New Kids on the Block. The words alone take me back to circa 1989/1990. I’m in elementary school- and I’m suffering from bad fashion choices: hair in a side pony-tail, denim shorts, Keds with floppy, push-down socks (naturally, I don’t realize that this is not fashionable until years later.) New Kids on the Block is THE band. I know the songs, have the shirts, and am in the middle of my first celebrity crush (Joe McIntyre- I even have his stickers on the back of my favorite Nancy Drew Case Files book). Living in a small, rural town- the closest I think I’ll ever come to NKOTB is listening to the music on the tape deck and reading about them in the magazines. However, I’m wrong. NKOTB performs a concert in a town an hour away- and I, thanks to my mom, get a ticket! NKOTB was my first concert and it was memorable- for many reasons.

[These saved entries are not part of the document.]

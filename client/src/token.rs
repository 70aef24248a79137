use std::fs::OpenOptions;
use std::io::{ErrorKind, Write};
use std::path::{Path, PathBuf};

use crate::ClientError;

/// The saved access token, one file holding the raw JWT.
#[derive(Debug, Clone, PartialEq, Eq)]
pub struct TokenStore {
    path: PathBuf,
}

impl TokenStore {
    #[must_use]
    pub fn new(path: impl Into<PathBuf>) -> Self {
        Self { path: path.into() }
    }

    /// `~/.focuslab/token`, or `None` without a home directory.
    #[must_use]
    pub fn default_location() -> Option<Self> {
        focuslab_config::token_path().map(Self::new)
    }

    #[must_use]
    pub fn path(&self) -> &Path {
        &self.path
    }

    fn io_error(&self, source: std::io::Error) -> ClientError {
        ClientError::TokenFile {
            path: self.path.clone(),
            source,
        }
    }

    pub fn load(&self) -> Result<Option<String>, ClientError> {
        match std::fs::read_to_string(&self.path) {
            Ok(raw) => {
                let token = raw.trim();
                Ok((!token.is_empty()).then(|| token.to_string()))
            }
            Err(e) if e.kind() == ErrorKind::NotFound => Ok(None),
            Err(e) => Err(self.io_error(e)),
        }
    }

    /// Write the token with owner-only permissions on Unix.
    pub fn save(&self, token: &str) -> Result<(), ClientError> {
        if let Some(parent) = self.path.parent()
            && !parent.as_os_str().is_empty()
        {
            std::fs::create_dir_all(parent).map_err(|e| self.io_error(e))?;
        }

        let mut options = OpenOptions::new();
        options.create(true).write(true).truncate(true);
        #[cfg(unix)]
        {
            use std::os::unix::fs::OpenOptionsExt;
            options.mode(0o600);
        }
        let mut file = options.open(&self.path).map_err(|e| self.io_error(e))?;
        #[cfg(unix)]
        {
            use std::os::unix::fs::PermissionsExt;
            file.set_permissions(std::fs::Permissions::from_mode(0o600))
                .map_err(|e| self.io_error(e))?;
        }
        file.write_all(token.as_bytes())
            .map_err(|e| self.io_error(e))
    }

    /// Remove the saved token. Missing is fine.
    pub fn clear(&self) -> Result<(), ClientError> {
        match std::fs::remove_file(&self.path) {
            Ok(()) => Ok(()),
            Err(e) if e.kind() == ErrorKind::NotFound => Ok(()),
            Err(e) => Err(self.io_error(e)),
        }
    }
}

Seeing this book brings back the memories of NKOTB. I still remember the music. Still have the tape somewhere.
On to the actual review of the book now that you know my NKOTB memories:
Nikki Van Noy does a great job compiling stories, facts, and interesting tidbits of the early beginnings of these boys- from even before they were New Kids on the Block- to the seemingly over-night rise in star power (although, thanks to Nikki Van Noy- I now know they were not such an over-night sensation as some would have a person to believe) then the eventual dimming of the star power. Now that the band is back together, the stories of what they went through, the tidbits from the fans, the pictures- the book is worth it- whether you are a current NKOTB fan or was a fan during your childhood/pre-teen years.
Reading about how NKOTB was first marketed as a R&B group, then did the switch to Pop music- in that section, the reader begins to learn just how close they were to the point of never really making it big. Which would have been a shame- because the boys were groundbreakers for other “boy bands”; but at times were almost too forward thinking in their own approach (Case in point: Donnie wanting to be more over a “cross-over” artist. Today people pull that off, but during NKOTB rise to fame- not as many artists could do that).
During the rise of NKOTB- there was no Facebook, Twitter- actually, no internet. Facts and tidbits of information a person could find out now was not easily found out in the early 1990’s. Nikki Van Noy pieces together this book- the good, the bad, the ugly of the NKOTB, perspective and stories from fans, tales of how the lives of NKOTB have changed over the years- she takes all that and writes a book that is heartfelt, warm and caring; a book that makes the reader feel like they know the NKOTB, and brings back a sense of nostalgia for the days of “Hangin’Tough” and “You Got It (The Right Stuff). For the real story behind New Kids on the Block (past and current stories)- I highly recommend Nikki Van Noy’s New Kids on the Block: Five Brothers and a Million Sisters.
Now, I just need to find my scrunchie and my NKOTB tape- and my trip to nostalgia-land will be complete.
*Thanks to Touchstone Books for providing me with a review copy of New Kids on the Block: Five Brothers and a Million Sisters by Nikki Van Noy. The above review is my sole opinion and thoughts.